If Harris emerges as the nominee, the move would represent an unprecedented gamble by the Democratic Party: its first Black and Asian American woman to run for the White House in a country that has elected one Black president and never a woman president in more than two centuries.
Biden was the oldest US president ever elected when he beat Trump in 2020. During that campaign, Biden described himself as a bridge to the next generation of Democratic leaders. Some interpreted that to mean he would serve one term, a transitional figure who beat Trump and brought his party back to power.
But he set his sights on a second term in the belief that he was the only Democrat who could beat Trump again amid questions about Harris’s experience and popularity. In recent times, though, his advanced age began to show through more. His gait became stilted and his childhood stutter occasionally returned.
His team had hoped a strong performance at the June 27 debate would ease concerns over his age. It did the opposite: a Reuters/Ipsos poll after the debate showed that about 40 percent of Democrats thought he should quit the race.
Donors began to revolt and supporters of Harris began to coalesce around her. Top Democrats, including former House of Representatives Speaker Nancy Pelosi, a longtime ally, told Biden he cannot win the election.
Biden initially resisted pressure to step aside. He held damage-control calls and meetings with lawmakers and state governors, and sat for rare television interviews. But it was not enough. Polls showed Trump’s lead in key battleground states widening, and Democrats began to fear a wipeout in the House and Senate. On July 17, California’s Rep. Adam Schiff called on him to exit the race.

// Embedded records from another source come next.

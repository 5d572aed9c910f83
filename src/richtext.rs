//! Rich-text document rendering for lead magnet content.
//!
//! Lead magnet descriptions arrive from the dashboard editor as a JSON
//! document tree (doc > blocks > inline nodes with marks). Rendering happens
//! server-side at artifact generation time so the client runtime only ever
//! handles a pre-escaped HTML string.
//!
//! Unknown node kinds are skipped but their children still render, so a
//! newer editor does not blank out existing content.

use serde::Deserialize;
use serde_json::Value as JsonValue;

use crate::sanitize::escape_html;

#[derive(Debug, Clone, Deserialize)]
struct Node {
    #[serde(rename = "type")]
    kind: String,
    #[serde(default)]
    content: Vec<Node>,
    #[serde(default)]
    text: Option<String>,
    #[serde(default)]
    marks: Vec<Mark>,
    #[serde(default)]
    attrs: serde_json::Map<String, JsonValue>,
}

#[derive(Debug, Clone, Deserialize)]
struct Mark {
    #[serde(rename = "type")]
    kind: String,
    #[serde(default)]
    attrs: serde_json::Map<String, JsonValue>,
}

/// Render a document tree to HTML. Returns an empty string when the value
/// is not a renderable document; callers treat empty as "no content".
pub fn render_document(value: &JsonValue) -> String {
    let Ok(root) = serde_json::from_value::<Node>(value.clone()) else {
        return String::new();
    };
    let mut out = String::new();
    render_node(&root, &mut out);
    out
}

fn render_node(node: &Node, out: &mut String) {
    match node.kind.as_str() {
        "doc" => render_children(node, out),
        "paragraph" => {
            out.push_str("<p>");
            render_children(node, out);
            out.push_str("</p>");
        }
        "heading" => {
            let level = node
                .attrs
                .get("level")
                .and_then(JsonValue::as_i64)
                .unwrap_or(1)
                .clamp(1, 6);
            out.push_str(&format!("<h{level}>"));
            render_children(node, out);
            out.push_str(&format!("</h{level}>"));
        }
        "bulletList" => {
            out.push_str("<ul>");
            render_children(node, out);
            out.push_str("</ul>");
        }
        "orderedList" => {
            out.push_str("<ol>");
            render_children(node, out);
            out.push_str("</ol>");
        }
        "listItem" => {
            out.push_str("<li>");
            render_children(node, out);
            out.push_str("</li>");
        }
        "hardBreak" => out.push_str("<br>"),
        "text" => {
            let text = node.text.as_deref().unwrap_or("");
            out.push_str(&apply_marks(&escape_html(text), &node.marks));
        }
        // Unknown block kind: drop the wrapper, keep the content
        _ => render_children(node, out),
    }
}

fn render_children(node: &Node, out: &mut String) {
    for child in &node.content {
        render_node(child, out);
    }
}

fn apply_marks(escaped_text: &str, marks: &[Mark]) -> String {
    let mut rendered = escaped_text.to_string();
    for mark in marks {
        rendered = match mark.kind.as_str() {
            "bold" => format!("<strong>{rendered}</strong>"),
            "italic" => format!("<em>{rendered}</em>"),
            "underline" => format!("<u>{rendered}</u>"),
            "strike" => format!("<s>{rendered}</s>"),
            "code" => format!("<code>{rendered}</code>"),
            "link" => match safe_href(&mark.attrs) {
                Some(href) => format!(
                    "<a href=\"{}\" target=\"_blank\" rel=\"noopener noreferrer\">{rendered}</a>",
                    escape_html(&href)
                ),
                // Disallowed scheme: the text survives, the link does not
                None => rendered,
            },
            _ => rendered,
        };
    }
    rendered
}

fn safe_href(attrs: &serde_json::Map<String, JsonValue>) -> Option<String> {
    let href = attrs.get("href")?.as_str()?;
    let parsed = url::Url::parse(href).ok()?;
    match parsed.scheme() {
        "http" | "https" | "mailto" => Some(href.to_string()),
        _ => None,
    }
}
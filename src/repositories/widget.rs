//! # Widget Repository
//!
//! This module contains the repository implementation for Widget entities.
//! It owns the lifecycle invariants: a project with widgets always has
//! exactly one default, and the last widget cannot be removed.

use crate::error::{ApiError, ErrorType, is_unique_violation};
use crate::models::widget::{
    ActiveModel as WidgetActiveModel, Column, Entity as Widget, Model as WidgetModel,
};
use axum::http::StatusCode;
use chrono::Utc;
use sea_orm::{
    ActiveModelTrait, ColumnTrait, DatabaseConnection, EntityTrait, IntoActiveModel,
    PaginatorTrait, QueryFilter, QueryOrder, Set, TransactionTrait,
};
use uuid::Uuid;

/// Request data for creating a new widget
#[derive(Debug, Clone, Default)]
pub struct CreateWidgetRequest {
    /// Internal name shown in the dashboard
    pub name: String,
    pub title: Option<String>,
    pub description: Option<String>,
    pub button_text: Option<String>,
    pub success_message: Option<String>,
    pub placeholder: Option<String>,
    pub primary_color: Option<String>,
    pub background_color: Option<String>,
    pub text_color: Option<String>,
    pub border_radius: Option<i32>,
    pub position: Option<String>,
    pub trigger_type: Option<String>,
    pub trigger_value: Option<i32>,
    pub layout: Option<String>,
}

/// Partial update for a widget. Absent fields stay untouched.
#[derive(Debug, Clone, Default)]
pub struct UpdateWidgetRequest {
    pub name: Option<String>,
    pub title: Option<String>,
    pub description: Option<String>,
    pub button_text: Option<String>,
    pub success_message: Option<String>,
    pub placeholder: Option<String>,
    pub primary_color: Option<String>,
    pub background_color: Option<String>,
    pub text_color: Option<String>,
    pub border_radius: Option<i32>,
    pub position: Option<String>,
    pub trigger_type: Option<String>,
    pub trigger_value: Option<i32>,
    pub layout: Option<String>,
    pub is_active: Option<bool>,
    /// `Some(true)` promotes this widget, demoting the current default
    pub make_default: Option<bool>,
}

/// Repository for Widget database operations
pub struct WidgetRepository<'a> {
    db: &'a DatabaseConnection,
}

impl<'a> WidgetRepository<'a> {
    /// Create a new WidgetRepository with the given database connection
    pub fn new(db: &'a DatabaseConnection) -> Self {
        Self { db }
    }

    /// Create a new widget. The first widget of a project becomes its default.
    pub async fn create_widget(
        &self,
        project_id: Uuid,
        request: CreateWidgetRequest,
    ) -> Result<WidgetModel, ApiError> {
        validate_widget_name(&request.name)?;

        let existing = Widget::find()
            .filter(Column::ProjectId.eq(project_id))
            .count(self.db)
            .await?;

        match self
            .insert_widget(project_id, &request, existing == 0)
            .await
        {
            Ok(widget) => Ok(widget),
            // Two first-widget inserts can race on the one-default index;
            // the loser keeps its row but yields the default slot.
            Err(err) if is_unique_violation(&err) => {
                let widget = self.insert_widget(project_id, &request, false).await?;
                Ok(widget)
            }
            Err(err) => Err(err.into()),
        }
    }

    async fn insert_widget(
        &self,
        project_id: Uuid,
        request: &CreateWidgetRequest,
        is_default: bool,
    ) -> Result<WidgetModel, sea_orm::DbErr> {
        let now = Utc::now();
        let widget = WidgetActiveModel {
            id: Set(Uuid::new_v4()),
            project_id: Set(project_id),
            name: Set(request.name.trim().to_string()),
            title: Set(request.title.clone()),
            description: Set(request.description.clone()),
            button_text: Set(request.button_text.clone()),
            success_message: Set(request.success_message.clone()),
            placeholder: Set(request.placeholder.clone()),
            primary_color: Set(request.primary_color.clone()),
            background_color: Set(request.background_color.clone()),
            text_color: Set(request.text_color.clone()),
            border_radius: Set(request.border_radius),
            position: Set(request.position.clone()),
            trigger_type: Set(request.trigger_type.clone()),
            trigger_value: Set(request.trigger_value),
            layout: Set(request.layout.clone()),
            lead_magnet_id: Set(None),
            is_default: Set(is_default),
            is_active: Set(true),
            created_at: Set(now.into()),
            updated_at: Set(now.into()),
        };

        widget.insert(self.db).await
    }

    /// Get widget by ID
    pub async fn get_widget(&self, widget_id: Uuid) -> Result<Option<WidgetModel>, ApiError> {
        let widget = Widget::find_by_id(widget_id).one(self.db).await?;
        Ok(widget)
    }

    /// List a project's widgets in creation order
    pub async fn list_widgets(&self, project_id: Uuid) -> Result<Vec<WidgetModel>, ApiError> {
        let widgets = Widget::find()
            .filter(Column::ProjectId.eq(project_id))
            .order_by_asc(Column::CreatedAt)
            .order_by_asc(Column::Id)
            .all(self.db)
            .await?;
        Ok(widgets)
    }

    /// Find the project's default widget
    pub async fn find_default_for_project(
        &self,
        project_id: Uuid,
    ) -> Result<Option<WidgetModel>, ApiError> {
        let widget = Widget::find()
            .filter(Column::ProjectId.eq(project_id))
            .filter(Column::IsDefault.eq(true))
            .one(self.db)
            .await?;
        Ok(widget)
    }

    /// Find the project's oldest widget
    pub async fn find_oldest_for_project(
        &self,
        project_id: Uuid,
    ) -> Result<Option<WidgetModel>, ApiError> {
        let widget = Widget::find()
            .filter(Column::ProjectId.eq(project_id))
            .order_by_asc(Column::CreatedAt)
            .order_by_asc(Column::Id)
            .one(self.db)
            .await?;
        Ok(widget)
    }

    /// Apply a partial update to a widget.
    ///
    /// Promotion runs demote-then-promote inside one transaction so the
    /// one-default-per-project index never sees two defaults.
    pub async fn update_widget(
        &self,
        widget_id: Uuid,
        request: UpdateWidgetRequest,
    ) -> Result<WidgetModel, ApiError> {
        let widget = self
            .get_widget(widget_id)
            .await?
            .ok_or_else(|| crate::error::not_found(Some("widget not found")))?;

        if let Some(name) = &request.name {
            validate_widget_name(name)?;
        }

        let promote = request.make_default == Some(true) && !widget.is_default;
        let project_id = widget.project_id;

        let txn = self.db.begin().await?;

        if promote
            && let Some(current_default) = Widget::find()
                .filter(Column::ProjectId.eq(project_id))
                .filter(Column::IsDefault.eq(true))
                .one(&txn)
                .await?
        {
            let mut demoted = current_default.into_active_model();
            demoted.is_default = Set(false);
            demoted.updated_at = Set(Utc::now().into());
            demoted.update(&txn).await?;
        }

        let mut active = widget.into_active_model();
        if let Some(name) = request.name {
            active.name = Set(name.trim().to_string());
        }
        if let Some(title) = request.title {
            active.title = Set(Some(title));
        }
        if let Some(description) = request.description {
            active.description = Set(Some(description));
        }
        if let Some(button_text) = request.button_text {
            active.button_text = Set(Some(button_text));
        }
        if let Some(success_message) = request.success_message {
            active.success_message = Set(Some(success_message));
        }
        if let Some(placeholder) = request.placeholder {
            active.placeholder = Set(Some(placeholder));
        }
        if let Some(primary_color) = request.primary_color {
            active.primary_color = Set(Some(primary_color));
        }
        if let Some(background_color) = request.background_color {
            active.background_color = Set(Some(background_color));
        }
        if let Some(text_color) = request.text_color {
            active.text_color = Set(Some(text_color));
        }
        if let Some(border_radius) = request.border_radius {
            active.border_radius = Set(Some(border_radius));
        }
        if let Some(position) = request.position {
            active.position = Set(Some(position));
        }
        if let Some(trigger_type) = request.trigger_type {
            active.trigger_type = Set(Some(trigger_type));
        }
        if let Some(trigger_value) = request.trigger_value {
            active.trigger_value = Set(Some(trigger_value));
        }
        if let Some(layout) = request.layout {
            active.layout = Set(Some(layout));
        }
        if let Some(is_active) = request.is_active {
            active.is_active = Set(is_active);
        }
        if promote {
            active.is_default = Set(true);
        }
        active.updated_at = Set(Utc::now().into());

        let updated = active.update(&txn).await?;
        txn.commit().await?;

        Ok(updated)
    }

    /// Delete a widget.
    ///
    /// Refuses to delete the project's last widget; deleting the default
    /// promotes the oldest survivor in the same transaction.
    pub async fn delete_widget(&self, widget_id: Uuid) -> Result<(), ApiError> {
        let widget = self
            .get_widget(widget_id)
            .await?
            .ok_or_else(|| crate::error::not_found(Some("widget not found")))?;

        let sibling_count = Widget::find()
            .filter(Column::ProjectId.eq(widget.project_id))
            .count(self.db)
            .await?;

        if sibling_count <= 1 {
            return Err(ApiError::new(
                StatusCode::CONFLICT,
                ErrorType::Conflict.error_code(),
                "a project must keep at least one widget",
            ));
        }

        let project_id = widget.project_id;
        let was_default = widget.is_default;

        let txn = self.db.begin().await?;

        Widget::delete_by_id(widget.id).exec(&txn).await?;

        if was_default
            && let Some(survivor) = Widget::find()
                .filter(Column::ProjectId.eq(project_id))
                .order_by_asc(Column::CreatedAt)
                .order_by_asc(Column::Id)
                .one(&txn)
                .await?
        {
            let mut promoted = survivor.into_active_model();
            promoted.is_default = Set(true);
            promoted.updated_at = Set(Utc::now().into());
            promoted.update(&txn).await?;
        }

        txn.commit().await?;
        Ok(())
    }
}

/// Validate widget name according to business rules
fn validate_widget_name(name: &str) -> Result<(), ApiError> {
    let trimmed = name.trim();
    if trimmed.is_empty() {
        return Err(crate::error::validation_error(
            "widget name cannot be empty",
            serde_json::json!({"name": "required"}),
        ));
    }

    if trimmed.len() > 255 {
        return Err(crate::error::validation_error(
            "widget name cannot exceed 255 characters",
            serde_json::json!({"name": "too_long"}),
        ));
    }

    Ok(())
}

Biden’s departure sets up a stark new contrast, between the Democrats’ presumptive new nominee, Harris, a former prosecutor, and Trump who is two decades her senior and faces two outstanding criminal prosecutions related to his attempts to overturn the 2020 election result. He is due to be sentenced in New York in September on a conviction for trying to cover up a hush-money payment to a porn star.

BIDEN STRUGGLED BEFORE DEBATE
Earlier this year, facing little opposition, Biden easily won the Democratic primary race to pick its presidential candidate, despite voter concerns about his age and health.
His staunch support for Israel’s military campaign in Gaza eroded support among some in his own party, particularly young, progressive Democrats and voters of color, who make up an essential part of the Democratic base.
Many Black voters say Biden has not done enough for them, and enthusiasm among Democrats overall for a second Biden term had been low. Even before the debate with Trump, Biden was trailing the Republican in some national polls and in the battleground states he would have needed to win to prevail on Nov. 5.
Harris was tasked with reaching out to those voters in recent months.
During the primary race, Biden accumulated more than 3,600 delegates to the Democratic National Convention to be held in Chicago in August. That was almost double the 1,976 needed to win the party’s nomination.
Unless the Democratic Party changes the rules, delegates pledged to Biden would enter the convention “uncommitted,” leaving them to vote on his successor.
Democrats also have a system of “superdelegates,” unpledged senior party officials and elected leaders whose support is limited on the first ballot but who could play a decisive role in subsequent rounds.
Biden beat Trump in 2020 by winning in the key battleground states, including tight races in Pennsylvania and Georgia. At a national level, he bested Trump by more than 7 million votes, capturing 51.3 percent of the popular vote to Trump’s 46.8 percent.